Rogers (1997) suggests that sources of authority, other than the academic disciplines, can offer meaningful frameworks for structuring knowledge in schools. For example, as noted earlier, she proposes professions such as architecture as an alternative. As a profession with real-world relevance, architecture draws together knowledge from several disciplinary areas and operates according to its own set of standards. Particularly in a project or problem-based curriculum, architecture presents one example of an alternative, perhaps more immediate or useful, set of standards by which pupil work and learning can be evaluated. In our own work, for example, we observed a technology teacher who involved her pupils in the design and construction of a bridge using mathematics and scientific principles. The bridge was evaluated for strength by placing weights on it and for aesthetics by a visiting English teacher. This is an example of how a set of standards from a profession, like architecture or engineering, could be used to evaluate pupil work in integrated contexts.
There are some well-established curricula and research projects that epitomise connectedness between the nature of knowledge and the nature of the child. For example, the Waldorf curriculum attempts to ‘embody the philosophical vision of Steiner to educate the whole child: spirit, soul, and body; head, heart, and hands; thinking, feeling and willing’ (Nicholson, 2000, p. 578). At Waldorf schools, the classroom teacher ideally remains with the same pupils from grades one through eight. ‘The teacher maintains a close relationship with the students as "loving authority", characterised by guidance and by rules’ (Nicholson, 2000, p. 579). In Germany, the PING Project (Practising Integration in Science Education) emphasises collaboration and the relationship between humanity and nature (Riquarts & Henning-Hansen, 1998). The phenomenological movement also embraces such themes as learners’ personal, social and cultural contexts and the relationship between the learner and the world (Davis, Sumara & Luce-Kapler, 2000). Thus we see that in some quarters there is a strong movement to structure knowledge in ways that breakdown the potential barriers created by discipline boundaries. New structures are cognisant of context, they blur subject boundaries and draw upon notions of how learners come to understand the complex world around them. Sometimes it is appropriate that their learning is broad and holistic, rather than focused and compartmentalised. It is the success of the modern western mind-set that has resulted in the pursuit of depth and the meticulous analysis of the part in place of breadth and the comprehension of the whole (Smith, 1982). But parts are, in the final analysis, fragments. And it is the fragmentation that supporters of integrated curricula decry.
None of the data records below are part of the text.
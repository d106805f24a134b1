use anyhow::Result;
use chrono::{DateTime, Utc};
use redis::aio::ConnectionManager;
use redis::{AsyncCommands, Client};
use serde::{Deserialize, Serialize};

/// Durable subset of a run target, one record per known identity,
/// independent of current connection state.
#[derive(Debug, Clone, Serialize, Deserialize, PartialEq)]
#[serde(rename_all = "camelCase")]
pub struct PersistedRecord {
    pub identity: String,
    pub display_name: String,
    #[serde(default = "Utc::now")]
    pub registered_at: DateTime<Utc>,
}

impl PersistedRecord {
    pub fn new(identity: String, display_name: String) -> Self {
        Self {
            identity,
            display_name,
            registered_at: Utc::now(),
        }
    }
}

#[derive(Clone)]
pub struct Storage {
    redis: ConnectionManager,
}

impl Storage {
    pub async fn connect(redis_url: &str) -> Result<Self> {
        let client = Client::open(redis_url)?;
        let redis = ConnectionManager::new(client).await?;
        Ok(Self { redis })
    }

    /// Load every known record. Used once at startup to pre-populate the
    /// registry with known-but-disconnected targets.
    pub async fn load_all(&self) -> Result<Vec<PersistedRecord>> {
        let mut conn = self.redis.clone();
        let mut cursor: u64 = 0;
        let mut results = Vec::new();
        loop {
            let (next_cursor, keys): (u64, Vec<String>) = redis::cmd("SCAN")
                .cursor_arg(cursor)
                .arg("MATCH")
                .arg("run_target:*")
                .arg("COUNT")
                .arg(100u32)
                .query_async(&mut conn)
                .await?;
            cursor = next_cursor;
            if !keys.is_empty() {
                let values: Vec<Option<String>> =
                    redis::cmd("MGET").arg(keys).query_async(&mut conn).await?;
                for value in values.into_iter().flatten() {
                    match serde_json::from_str::<PersistedRecord>(&value) {
                        Ok(record) => results.push(record),
                        Err(err) => {
                            tracing::warn!("skipping unreadable run target record: {err}")
                        }
                    }
                }
            }
            if cursor == 0 {
                break;
            }
        }
        Ok(results)
    }

    pub async fn upsert(&self, record: &PersistedRecord) -> Result<()> {
        let mut conn = self.redis.clone();
        let key = record_key(&record.identity);
        let value = serde_json::to_string(record)?;
        conn.set::<_, _, ()>(&key, value).await?;
        Ok(())
    }

    pub async fn delete(&self, identity: &str) -> Result<()> {
        let mut conn = self.redis.clone();
        conn.del::<_, ()>(record_key(identity)).await?;
        Ok(())
    }
}

fn record_key(identity: &str) -> String {
    format!("run_target:{}", identity)
}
Describing a worldly perspective
We propose that curriculum integration be incorporated within what we are calling a worldly perspective that reflects a holistic view of knowledge. This perspective represents pupils’ knowledge grounded in their experiences, relationships and contexts. Of course, disciplinary knowledge is a component of this knowledge but it is not necessarily labelled as such. In fact, from a worldly perspective, it is necessary that the two paradigms, the integrated paradigm and the disciplinary paradigm, must be considered together, overlapping rather than mutually exclusive. We note that from within the disciplinary paradigm the existence of two separate paradigms is consistent with the divided nature of knowledge, however this is inconsistent with our worldly perspective. From a worldly perspective the disciplines are there, but they are omnipresent rather than omnipotent. They are, as Goodson (1996) pointed out, blocks in the mosaic of the curriculum. We also recognise that the worldly perspective exists within a frame. Worldly knowledge is connected in some way to the experiences, contexts and needs of the school community. However, worldly knowledge also draws from, but is not bounded by, the constraints of traditional disciplines.
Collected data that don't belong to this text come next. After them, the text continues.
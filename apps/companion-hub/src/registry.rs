use dashmap::mapref::entry::Entry;
use dashmap::DashMap;
use std::sync::atomic::{AtomicU64, Ordering};
use std::sync::Arc;
use tokio::sync::mpsc;
use tracing::{debug, error, info, warn};

use crate::channel::DeviceChannel;
use crate::protocol::{
    generate_connection_id, CommandError, DeviceCommand, HandshakeError, ObserverEvent,
};
use crate::storage::Storage;
use crate::target::{RunTarget, TargetInfo, TargetStatus, UNNAMED};

pub type SharedRegistry = Arc<Registry>;

/// Outcome of a successful identity handshake
#[derive(Debug, Clone, PartialEq)]
pub struct BindOutcome {
    pub identity: String,
    /// True on first-ever contact, false on a reconnect
    pub is_new: bool,
}

/// A connection that has not completed the identity handshake yet
struct PendingConnection {
    channel: DeviceChannel,
    seq: u64,
}

/// The single authoritative mapping of identity to run target.
///
/// Bound targets live in `targets`; connections that have not asserted an
/// identity yet live in `pending`, keyed by connection id. All mutation for
/// one identity happens under that identity's map-entry lock, so two
/// simultaneous handshakes for the same identity serialize against each other
/// without blocking unrelated devices.
pub struct Registry {
    targets: DashMap<String, RunTarget>,
    pending: DashMap<String, PendingConnection>,
    observers: DashMap<String, mpsc::UnboundedSender<ObserverEvent>>,
    storage: Option<Storage>,
    seq: AtomicU64,
}

impl Registry {
    pub fn new(storage: Option<Storage>) -> Self {
        Self {
            targets: DashMap::new(),
            pending: DashMap::new(),
            observers: DashMap::new(),
            storage,
            seq: AtomicU64::new(0),
        }
    }

    /// Pre-populate the registry from the persistence store so reconnect
    /// handshakes find their record across a server restart. Load failure is
    /// a degraded-but-functional state: the registry simply starts empty.
    pub async fn load_persisted(&self) {
        let Some(storage) = &self.storage else {
            return;
        };
        match storage.load_all().await {
            Ok(records) => {
                let count = records.len();
                for record in records {
                    let seq = self.next_seq();
                    self.targets
                        .insert(record.identity.clone(), RunTarget::from_record(record, seq));
                }
                info!("loaded {} persisted run targets", count);
            }
            Err(err) => {
                warn!("failed to load persisted run targets, starting empty: {err}");
            }
        }
    }

    /// Track a freshly accepted connection that has no identity yet.
    pub fn add_pending(&self, channel: DeviceChannel) {
        let seq = self.next_seq();
        let info = pending_info(TargetStatus::Available);
        self.pending
            .insert(channel.connection_id().to_string(), PendingConnection { channel, seq });
        self.publish(ObserverEvent::TargetUpdated {
            target: info,
            is_new: false,
        });
    }

    /// Drop a connection that went away before identifying itself.
    pub fn remove_pending(&self, connection_id: &str) {
        if let Some((_, pending)) = self.pending.remove(connection_id) {
            pending.channel.close();
            self.publish(ObserverEvent::TargetUpdated {
                target: pending_info(TargetStatus::Unavailable),
                is_new: false,
            });
        }
    }

    /// The identity handshake: `Unbound --clientInfo--> Bound | Error`.
    ///
    /// On a reconnect the existing target wins for durable fields and the
    /// live channel is transplanted onto it; the pending entry for this
    /// connection is discarded from memory only, it was never persisted. On a
    /// collision nothing mutates and the caller is expected to terminate the
    /// offending connection.
    pub fn bind(
        &self,
        channel: DeviceChannel,
        identity: Option<String>,
        display_name: Option<String>,
    ) -> Result<BindOutcome, HandshakeError> {
        let identity = match identity {
            Some(identity) if !identity.is_empty() => identity,
            _ => return Err(HandshakeError::MissingIdentity),
        };

        let connection_id = channel.connection_id().to_string();
        // Bound targets keep the listing slot their connection arrived in.
        let seq = self
            .pending
            .get(&connection_id)
            .map(|p| p.seq)
            .unwrap_or_else(|| self.next_seq());

        let (target_info, record, is_new) = match self.targets.entry(identity.clone()) {
            Entry::Occupied(mut entry) => {
                let target = entry.get_mut();
                if target.connection.is_some() {
                    // Two live connections claiming the same identity.
                    return Err(HandshakeError::IdentityCollision(identity));
                }
                // Legitimate reconnect: existing record wins unless the
                // handshake supplies a new display name.
                if let Some(name) = display_name {
                    target.display_name = name;
                }
                target.attach(channel);
                (target.info(), target.record(), false)
            }
            Entry::Vacant(entry) => {
                let target = RunTarget::new(identity.clone(), display_name, channel, seq);
                let info = target.info();
                let record = target.record();
                entry.insert(target);
                (info, record, true)
            }
        };

        self.pending.remove(&connection_id);
        self.persist_record(record);
        self.publish(ObserverEvent::TargetUpdated {
            target: target_info,
            is_new,
        });

        Ok(BindOutcome { identity, is_new })
    }

    /// `Bound --disconnect--> Detached`. Guarded by connection id so a stale
    /// disconnect from a superseded connection is a no-op, whichever side
    /// reported it first.
    pub fn mark_disconnected(&self, identity: &str, connection_id: &str) {
        let info = {
            let Some(mut target) = self.targets.get_mut(identity) else {
                return;
            };
            let owns_connection = target
                .connection
                .as_ref()
                .map(|c| c.connection_id() == connection_id)
                .unwrap_or(false);
            if !owns_connection {
                debug!(
                    identity,
                    connection = connection_id,
                    "ignoring disconnect for superseded connection"
                );
                return;
            }
            target.detach();
            target.info()
        };
        info!(identity, "run target disconnected");
        self.publish(ObserverEvent::TargetUpdated {
            target: info,
            is_new: false,
        });
    }

    /// Forward a `run` command; no effect on the target's own state.
    pub fn run(&self, identity: &str, app_path: String) -> Result<(), CommandError> {
        self.forward(identity, DeviceCommand::Run { app_path })
    }

    /// Forward a `stop` command; no effect on the target's own state.
    pub fn stop(&self, identity: &str) -> Result<(), CommandError> {
        self.forward(identity, DeviceCommand::Stop)
    }

    fn forward(&self, identity: &str, command: DeviceCommand) -> Result<(), CommandError> {
        let channel = {
            let target = self.targets.get(identity).ok_or(CommandError::NotFound)?;
            if target.status == TargetStatus::Unavailable {
                return Err(CommandError::NotAvailable);
            }
            target
                .connection
                .as_ref()
                .cloned()
                .ok_or(CommandError::NotAvailable)?
        };
        channel.send(command);
        Ok(())
    }

    /// Occupied/available toggling for the build/run orchestration. Never
    /// sets `unavailable`; that transition belongs to the disconnect path.
    pub fn set_status(
        &self,
        identity: &str,
        status: TargetStatus,
    ) -> Result<TargetInfo, CommandError> {
        let info = {
            let mut target = self
                .targets
                .get_mut(identity)
                .ok_or(CommandError::NotFound)?;
            if target.status == TargetStatus::Unavailable {
                return Err(CommandError::NotAvailable);
            }
            target.status = status;
            target.info()
        };
        self.publish(ObserverEvent::TargetUpdated {
            target: info.clone(),
            is_new: false,
        });
        Ok(info)
    }

    /// Remove a target. With `memory_only` the persisted record survives;
    /// otherwise it is deleted as well. A live connection is closed.
    pub fn remove(&self, identity: &str, memory_only: bool) -> Result<(), CommandError> {
        let (identity, target) = self
            .targets
            .remove(identity)
            .ok_or(CommandError::NotFound)?;
        if let Some(channel) = target.connection {
            channel.close();
        }
        if !memory_only {
            self.delete_record(&identity);
        }
        self.publish(ObserverEvent::TargetRemoved { identity });
        Ok(())
    }

    /// Pure lookup, no side effects.
    pub fn get(&self, identity: &str) -> Option<TargetInfo> {
        self.targets.get(identity).map(|t| t.info())
    }

    /// All targets, bound and pending, in the order they first appeared.
    pub fn list(&self) -> Vec<TargetInfo> {
        let mut entries: Vec<(u64, TargetInfo)> = self
            .targets
            .iter()
            .map(|t| (t.seq, t.info()))
            .chain(
                self.pending
                    .iter()
                    .map(|p| (p.seq, pending_info(TargetStatus::Available))),
            )
            .collect();
        entries.sort_by_key(|(seq, _)| *seq);
        entries.into_iter().map(|(_, info)| info).collect()
    }

    /// Register an observer; every status change is delivered to it until it
    /// is unsubscribed or its receiver goes away.
    pub fn subscribe(&self) -> (String, mpsc::UnboundedReceiver<ObserverEvent>) {
        let (tx, rx) = mpsc::unbounded_channel();
        let observer_id = generate_connection_id();
        self.observers.insert(observer_id.clone(), tx);
        (observer_id, rx)
    }

    pub fn unsubscribe(&self, observer_id: &str) {
        self.observers.remove(observer_id);
    }

    /// Fan-out to observers. A dead observer is pruned and logged; it never
    /// blocks the others or the caller.
    fn publish(&self, event: ObserverEvent) {
        let mut dead = Vec::new();
        for entry in self.observers.iter() {
            if entry.value().send(event.clone()).is_err() {
                dead.push(entry.key().clone());
            }
        }
        for observer_id in dead {
            self.observers.remove(&observer_id);
            warn!(observer = %observer_id, "dropping unresponsive observer");
        }
    }

    /// Fire-and-forget upsert. A storage failure is surfaced in the log but
    /// never blocks the handshake path; in-memory state stays authoritative.
    fn persist_record(&self, record: crate::storage::PersistedRecord) {
        let Some(storage) = self.storage.clone() else {
            return;
        };
        tokio::spawn(async move {
            if let Err(err) = storage.upsert(&record).await {
                error!(identity = %record.identity, "failed to persist run target: {err}");
            }
        });
    }

    fn delete_record(&self, identity: &str) {
        let Some(storage) = self.storage.clone() else {
            return;
        };
        let identity = identity.to_string();
        tokio::spawn(async move {
            if let Err(err) = storage.delete(&identity).await {
                error!(identity = %identity, "failed to delete run target record: {err}");
            }
        });
    }

    fn next_seq(&self) -> u64 {
        self.seq.fetch_add(1, Ordering::Relaxed)
    }
}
Thus we take the theoretical position that the integrated and disciplinary paradigms fall within what we call a worldly perspective. We argue that the separation of integrated and disciplinary paradigms is artificial and does not describe the world as it is. A worldly perspective acknowledges high status science subjects such as physics, chemistry and the like but allows for these subjects to evolve within a broader framework than currently exists.
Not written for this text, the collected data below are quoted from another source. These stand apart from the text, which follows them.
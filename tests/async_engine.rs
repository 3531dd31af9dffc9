//! Suspending entry points: identical contracts, suspension only at the
//! native-call boundary.

mod common;

use common::patterned;

use oxidirect::buffer::{AlignedBuffer, BufferList, BufferPool, IoVec};
use oxidirect::device::MemDevice;
use oxidirect::engine::{self, CancelToken};
use oxidirect::error::DirectIoError;
use oxidirect::transfer::{drive_read, drive_read_async, drive_write_async};

#[tokio::test]
async fn async_read_write_round_trip() {
    let dev = MemDevice::new();
    let content = patterned(512);

    let list = BufferList::new(vec![IoVec::Write(&content)]);
    let written = engine::write_async(&dev, 0, &list).await.unwrap();
    assert_eq!(written, 512);

    let mut back = [0u8; 512];
    let mut rlist = BufferList::new(vec![IoVec::Read(&mut back)]);
    let read = engine::read_async(&dev, 0, &mut rlist).await.unwrap();
    assert_eq!(read, 512);
    drop(rlist);
    assert_eq!(&back[..], &content[..]);
}

#[tokio::test]
async fn async_drive_round_trip() {
    let dev = MemDevice::with_alignment(512);
    let pool = BufferPool::new(2048, 512, 2, 4).unwrap();
    let content = patterned(512 * 9);

    let outcome = drive_write_async(&dev, &pool, 0, &content).await.unwrap();
    assert!(outcome.phase.is_complete());

    let mut back = Vec::new();
    let outcome = drive_read_async(&dev, &pool, 0, |chunk| back.extend_from_slice(chunk))
        .await
        .unwrap();
    assert_eq!(outcome.bytes_transferred, content.len() as u64);
    assert!(outcome.phase.is_short_circuited());
    assert_eq!(back, content);
}

#[tokio::test]
async fn pre_cancelled_token_fails_before_any_transfer() {
    let dev = MemDevice::with_content(&patterned(4096));
    let token = CancelToken::new();
    token.cancel();

    let mut buf = AlignedBuffer::allocate(4096, 4096).unwrap();
    let mut list = BufferList::new(vec![IoVec::Read(buf.view())]);
    let err = engine::read_async_cancellable(&dev, 0, &mut list, &token)
        .await
        .unwrap_err();
    assert!(matches!(err, DirectIoError::Cancelled));
    // Nothing was issued, nothing transferred
    assert_eq!(dev.read_calls(), 0);
}

#[tokio::test]
async fn uncancelled_token_is_transparent() {
    let content = patterned(4096);
    let dev = MemDevice::with_content(&content);
    let token = CancelToken::new();

    let mut buf = AlignedBuffer::allocate(4096, 4096).unwrap();
    let n = {
        let mut list = BufferList::new(vec![IoVec::Read(buf.view())]);
        engine::read_async_cancellable(&dev, 0, &mut list, &token)
            .await
            .unwrap()
    };
    assert_eq!(n, 4096);
    assert_eq!(buf.as_slice(), &content[..]);
}

#[tokio::test]
async fn cancelled_write_reports_cancelled() {
    let dev = MemDevice::new();
    let token = CancelToken::new();
    token.cancel();

    let data = [1u8; 64];
    let list = BufferList::new(vec![IoVec::Write(&data)]);
    let err = engine::write_async_cancellable(&dev, 0, &list, &token)
        .await
        .unwrap_err();
    assert!(err.is_cancelled());
    assert_eq!(dev.write_calls(), 0);
}

#[tokio::test(flavor = "multi_thread", worker_threads = 2)]
async fn blocking_facade_works_inside_a_multi_thread_runtime() {
    let dev = MemDevice::with_content(&patterned(10_000));
    let pool = BufferPool::new(4096, 512, 1, 2).unwrap();

    // block_in_place path: the blocking façade may be called from a worker
    // thread of a multi-thread runtime
    let mut total = 0u64;
    let outcome = drive_read(&dev, &pool, 0, |chunk| total += chunk.len() as u64).unwrap();
    assert_eq!(total, outcome.bytes_transferred);
    assert_eq!(outcome.bytes_transferred, 10_000);
}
Practical Position: A Pragmatic Approach
Our theoretical position provides a way of reconciling the apparent antagonism between the proponents and opponents of curriculum integration. We recognised that the curriculum structure based around school subjects is well supported by the long established grammar of schooling and within that structure, the subject of science held high status. Although curriculum integration may present some challenge to the high ground of science as a school subject, we suggest that the challenge be interpreted in the context of a worldly perspective. This perspective acknowledges the contribution of the academic disciplines but places the disciplines within a holistic, more organic view of knowledge. This view resonates with Hirst and Peter’s (1970) suggestion that practitioners focus on developing the pupil’s knowledge and experience that are both independent and yet intimately interrelated. We suggest that a framework and rationale for teachers and curriculum developers who chose to implement an integrated curriculum do not necessarily depend on subordinating the subject. Rather we argue that success depends on a number of factors other than the content of the curriculum. We demonstrate this by describing instances of successful integration.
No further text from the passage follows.